Archives and Society, No. 4, 2009, Gao Peixuan, "Japan's Eight Roads" Fukuoka Liu.

1997, Inner Mongolia People's Publishing House, "Tumut Zhi" (I). Yang Zhilin and Hao Xiushan's reminiscences.

Annotation:

Daqingshan Anti-Japanese Base: Fukuoka Stay (Japanese) martyr

On November 7, 1939, Kazuo Sugimoto (Mitsuhiro Maeda, Japanese) initiated the establishment of the North China Japanese Soldiers' Awakening Alliance in Matian Town, Liao County (now Zuoquan County), Shanxi Province. After the evolution and growth of the North China Japanese Soldiers' Awakening Alliance, the Japanese Anti-War League in China, and the Japanese People's Liberation League, by August 1945, the anti-war organizations had developed and established two local councils, four regional councils, and 20 branches, with more than 1,000 members.
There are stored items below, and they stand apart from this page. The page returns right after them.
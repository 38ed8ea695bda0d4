use crate::error::{ErrorKind, ShellError, ShellResult};
use crate::parse::{CommandSegment, PipelinePlan, PIPE_SEPARATOR};

/// Partition expanded tokens at `|` separators.
///
/// An empty segment (leading, trailing or doubled separator) is rejected with
/// the token index of the separator that produced it.
pub fn split_pipeline(tokens: Vec<String>) -> ShellResult<PipelinePlan> {
    let mut segments = Vec::new();
    let mut current = Vec::new();
    let mut last_separator = None;

    for (idx, token) in tokens.into_iter().enumerate() {
        if token == PIPE_SEPARATOR {
            let Some(segment) = CommandSegment::new(std::mem::take(&mut current)) else {
                return Err(empty_segment(idx, segments.is_empty()));
            };
            segments.push(segment);
            last_separator = Some(idx);
            continue;
        }
        current.push(token);
    }

    match CommandSegment::new(current) {
        Some(segment) => segments.push(segment),
        None => {
            return Err(match last_separator {
                Some(idx) => ShellError::new(
                    ErrorKind::Syntax,
                    format!("trailing pipe at token {idx}"),
                )
                .with_context("a command must follow '|'")
                .with_position(idx),
                None => ShellError::new(ErrorKind::Syntax, "empty command").with_position(0),
            });
        }
    }

    Ok(PipelinePlan::from_segments(segments))
}

fn empty_segment(idx: usize, leading: bool) -> ShellError {
    let message = if leading {
        format!("pipe without a command before it at token {idx}")
    } else {
        format!("empty command in pipeline at token {idx}")
    };
    ShellError::new(ErrorKind::Syntax, message)
        .with_context("commands go on both sides of '|'")
        .with_position(idx)
}
use std::env;
use std::io::{self, Write};
use std::os::unix::ffi::OsStrExt;

use super::{builtin_names, BuiltinIo, Flow};
use crate::SHELL_NAME;

pub(super) fn exit(_args: &[String], _io: &mut BuiltinIo<'_>) -> Flow {
    Flow::Exit
}

pub(super) fn help(_args: &[String], io: &mut BuiltinIo<'_>) -> Flow {
    let result = write_help(io.out);
    report(io, "help", result)
}

/// Inherited environment as `NAME=value`, in the order the process received it.
pub(super) fn env(_args: &[String], io: &mut BuiltinIo<'_>) -> Flow {
    let result = write_env(io.out);
    report(io, "env", result)
}

fn write_help(out: &mut dyn Write) -> io::Result<()> {
    writeln!(out, "{SHELL_NAME}")?;
    writeln!(out, "Type program names and arguments, and hit enter.")?;
    writeln!(out, "Chain programs with | (spaces around it); *, ? and [ expand to file names.")?;
    writeln!(out, "The following are built in:")?;
    for name in builtin_names() {
        writeln!(out, "  {name}")?;
    }
    writeln!(out, "Use the man command for information on other programs.")
}

fn write_env(out: &mut dyn Write) -> io::Result<()> {
    for (name, value) in env::vars_os() {
        out.write_all(name.as_bytes())?;
        out.write_all(b"=")?;
        out.write_all(value.as_bytes())?;
        out.write_all(b"\n")?;
    }
    Ok(())
}

fn report(io: &mut BuiltinIo<'_>, name: &str, result: io::Result<()>) -> Flow {
    match result {
        Ok(()) => Flow::Continue(0),
        Err(err) => {
            let _ = writeln!(io.err, "{SHELL_NAME}: {name}: {err}");
            Flow::Continue(1)
        }
    }
}

#[cfg(test)]
mod tests {
    use super::*;
    use crate::builtins::run_captured;
    use serial_test::serial;

    #[test]
    fn exit_ignores_arguments() {
        let (flow, out, err) = run_captured(exit, &["exit", "3", "now"]);
        assert_eq!(flow, Flow::Exit);
        assert!(out.is_empty() && err.is_empty());
    }

    #[test]
    fn help_lists_builtins_in_order() {
        let (flow, out, _) = run_captured(help, &["help"]);
        assert_eq!(flow, Flow::Continue(0));
        let listed: Vec<&str> = out
            .lines()
            .filter_map(|line| line.strip_prefix("  "))
            .collect();
        assert_eq!(listed, vec!["cd", "help", "exit", "pwd", "env"]);
    }

    #[test]
    #[serial]
    fn env_prints_inherited_pairs() {
        let (flow, out, _) = run_captured(env, &["env"]);
        assert_eq!(flow, Flow::Continue(0));
        let expected: Vec<String> = env::vars_os()
            .map(|(k, v)| format!("{}={}", k.to_string_lossy(), v.to_string_lossy()))
            .collect();
        let printed: Vec<&str> = out.lines().collect();
        assert_eq!(printed.len(), expected.len());
        if let Ok(path) = env::var("PATH") {
            assert!(printed.contains(&format!("PATH={path}").as_str()));
        }
    }

    struct BrokenPipe;

    impl Write for BrokenPipe {
        fn write(&mut self, _buf: &[u8]) -> io::Result<usize> {
            Err(io::Error::from(io::ErrorKind::BrokenPipe))
        }

        fn flush(&mut self) -> io::Result<()> {
            Ok(())
        }
    }

    #[test]
    fn write_failure_is_reported() {
        let mut out = BrokenPipe;
        let mut err = Vec::new();
        let mut io = BuiltinIo {
            out: &mut out,
            err: &mut err,
        };
        assert_eq!(help(&["help".to_string()], &mut io), Flow::Continue(1));
        assert!(String::from_utf8_lossy(&err).starts_with("seash: help: "));
    }
}
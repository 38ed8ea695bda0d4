//! Token expansion. Globbing is the only expansion this shell performs;
//! tilde expansion rides along with it the way `GLOB_TILDE` does.
use std::env;

use log::debug;
use nix::unistd::User;

#[cfg(feature = "expansion")]
mod glob;

#[cfg(feature = "expansion")]
pub use self::glob::{expand_globs, expand_token, has_glob_meta};

/// Expand a leading `~` or `~user`. Returns `None` when the token does not
/// start with a tilde or the home directory cannot be resolved.
pub fn expand_tilde(token: &str) -> Option<String> {
    let rest = token.strip_prefix('~')?;
    let (user, tail) = match rest.find('/') {
        Some(idx) => rest.split_at(idx),
        None => (rest, ""),
    };
    let home = if user.is_empty() {
        env::var("HOME").ok().filter(|home| !home.is_empty())?
    } else {
        match User::from_name(user) {
            Ok(Some(entry)) => entry.dir.to_string_lossy().into_owned(),
            Ok(None) => return None,
            Err(err) => {
                debug!("expand event=tilde user={} error={}", user, err);
                return None;
            }
        }
    };
    Some(format!("{home}{tail}"))
}

#[cfg(test)]
mod tests {
    use super::*;
    use serial_test::serial;

    fn with_home<F: FnOnce()>(value: &str, f: F) {
        let prior = env::var("HOME").ok();
        env::set_var("HOME", value);
        f();
        match prior {
            Some(val) => env::set_var("HOME", val),
            None => env::remove_var("HOME"),
        }
    }

    #[test]
    #[serial]
    fn tilde_expands_home() {
        with_home("/home/sea", || {
            assert_eq!(expand_tilde("~").as_deref(), Some("/home/sea"));
            assert_eq!(expand_tilde("~/src/*.rs").as_deref(), Some("/home/sea/src/*.rs"));
        });
    }

    #[test]
    fn tilde_only_at_start() {
        assert_eq!(expand_tilde("a~b"), None);
        assert_eq!(expand_tilde("plain"), None);
    }

    #[test]
    fn tilde_user_resolves_root() {
        // Containers may lack a passwd entry for root.
        let Some(expanded) = expand_tilde("~root/x") else {
            return;
        };
        assert!(expanded.ends_with("/x"));
        assert!(!expanded.starts_with('~'));
    }

    #[test]
    fn unknown_user_is_left_alone() {
        assert_eq!(expand_tilde("~no-such-user-seash-test"), None);
    }
}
Through the political propaganda offensive against the Japanese army, the main forms were shouting in front of the battle, distributing leaflets, posting and writing slogans, and sending condolence letters and bags, which played a special role in disintegrating the enemy army and weakening its will to fight.

From the establishment of the anti-war organization in July 1939 to the end of the Anti-Japanese War in August 1945, some members of the Japanese Anti-War League in China sacrificed their lives for the cause of the liberation of the Chinese people.

After the victory of the Anti-War War, the Japanese Anti-War League gradually dissolved itself.